COURT OF APPEALS OF NEW MEXICO

December 27, 2017


APPEAL FROM THE DISTRICT COURT OF COLFAX COUNTY, Emilio J. Chavez, District Judge

COUNSEL

Gary Alsup, Clayton, NM, for Appellees

Geneva Langworthy, Clear Lake, WA, Pro Se Appellant

JUDGES

JONATHAN B. SUTIN, Judge. WE CONCUR: M. MONICA ZAMORA, Judge, EMIL J. KIEHNE, Judge

AUTHOR: JONATHAN B. SUTIN

MEMORANDUM OPINION

SUTIN, Judge.

{1}       Appellant Geneva Langworthy appeals from the district court’s grant of injunctive relief pursuant to its partial final judgment and decree entered on February 21, 2017. [2 RP 431, 437] This Court issued a notice of proposed disposition proposing to dismiss Appellant’s appeal for lack of a final, appealable order. Appellant has filed a memorandum opposing this Court’s notice of proposed disposition that we have duly considered. Unpersuaded, we dismiss Appellant’s appeal.

{2}       As we pointed out in this Court’s notice of proposed disposition, “[t]he general rule in New Mexico for determining the finality of a judgment is that an order or judgment is not considered final unless all issues of law and fact have been determined and the case disposed of by the trial court to the fullest extent possible.” Zuni Indian Tribe v. McKinley Cty. Bd. of Cty. Comm’rs, 2013-NMCA-041, ¶ 16, 300 P.3d 133 (internal quotation marks and citation omitted). We noted that, while Appellant filed a “Request for Final Order” the same day the order was entered, asking the district court to enter a final order so that she could begin the appeal process [2 RP 434], it did not appear from our review of the record proper or of additional proceedings via Odyssey that a final order has been entered. Furthermore, from our review of the proceedings in Odyssey, it appears that the Appellees filed a motion for entry of damages on July 10, 2017, which has yet to be ruled on. See Valley Imp. Ass’n v. Hartford Acc. & Indem.
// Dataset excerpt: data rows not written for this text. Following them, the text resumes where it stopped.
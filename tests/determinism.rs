//! Replay guarantees: identical seeds and command scripts produce
//! bit-identical worlds.

use gridtown::{BuildingKind, Catalog, Coord, Session, Tuning};

fn scripted_run(seed: u64) -> Session {
    let mut s = Session::new(20, Catalog::standard(), Tuning::default(), seed);
    s.place(BuildingKind::Park, 5, 5).unwrap();
    s.place(BuildingKind::House, 5, 6).unwrap();
    s.place(BuildingKind::House, 6, 5).unwrap();
    s.place(BuildingKind::Shop, 4, 5).unwrap();
    s.place(BuildingKind::Road, 5, 4).unwrap();
    for _ in 0..50 {
        s.tick().unwrap();
    }
    s
}

#[test]
fn same_seed_same_world() {
    let a = scripted_run(1234);
    let b = scripted_run(1234);
    assert_eq!(a.state(), b.state());
}

#[test]
fn different_seeds_may_diverge_but_never_crash() {
    let a = scripted_run(1);
    let b = scripted_run(2);
    // Stats that do not depend on dice must still agree.
    assert_eq!(a.stats().day, b.stats().day);
    assert_eq!(a.stats().population, b.stats().population);
}

#[test]
fn placement_quotes_are_stable_between_queries() {
    let mut s = Session::new(20, Catalog::standard(), Tuning::default(), 9);
    s.place(BuildingKind::House, 2, 2).unwrap();
    let first = s.quote_placement(BuildingKind::House, 8, 8);
    let second = s.quote_placement(BuildingKind::House, 8, 8);
    assert_eq!(first, second);
}

#[test]
fn path_queries_do_not_disturb_the_simulation() {
    let mut a = scripted_run(77);
    let b = scripted_run(77);
    for _ in 0..10 {
        let _ = a.find_path(Coord::new(0, 0), Coord::new(19, 19));
    }
    assert_eq!(a.state(), b.state());
}

#[test]
fn repeated_path_queries_agree() {
    let s = scripted_run(77);
    let first = s.find_path(Coord::new(0, 0), Coord::new(19, 19));
    let second = s.find_path(Coord::new(0, 0), Coord::new(19, 19));
    assert_eq!(first, second);
    assert!(first.is_some());
}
Co., 1993-NMSC-061, ¶ 8, 116 N.M. 426, 863 P.2d 1047 (“When the issue of damages is before the district court, whether the action pursues coercive or declaratory relief, a judgment or order that reserves the issue of assessment of damages for future determination is not a final judgment for purposes of appeal.”). Furthermore, it appears that there is currently a motion for default judgment on the issue of damages pending, and a hearing is scheduled for January 9, 2018.

{3}       In her memorandum in opposition, Appellant informs this Court that she has not received a copy of a final order. Appellant does not contradict this Court’s proposal that no final order has been entered. See Hennessy v. Duryea, 1998-NMCA-036, ¶ 24, 124 N.M. 754, 955 P.2d 683 (“Our courts have repeatedly held that, in summary calendar cases, the burden is on the party opposing the proposed disposition to clearly point out errors in fact or law.”). Accordingly, we dismiss Defendant’s appeal for lack of a final order.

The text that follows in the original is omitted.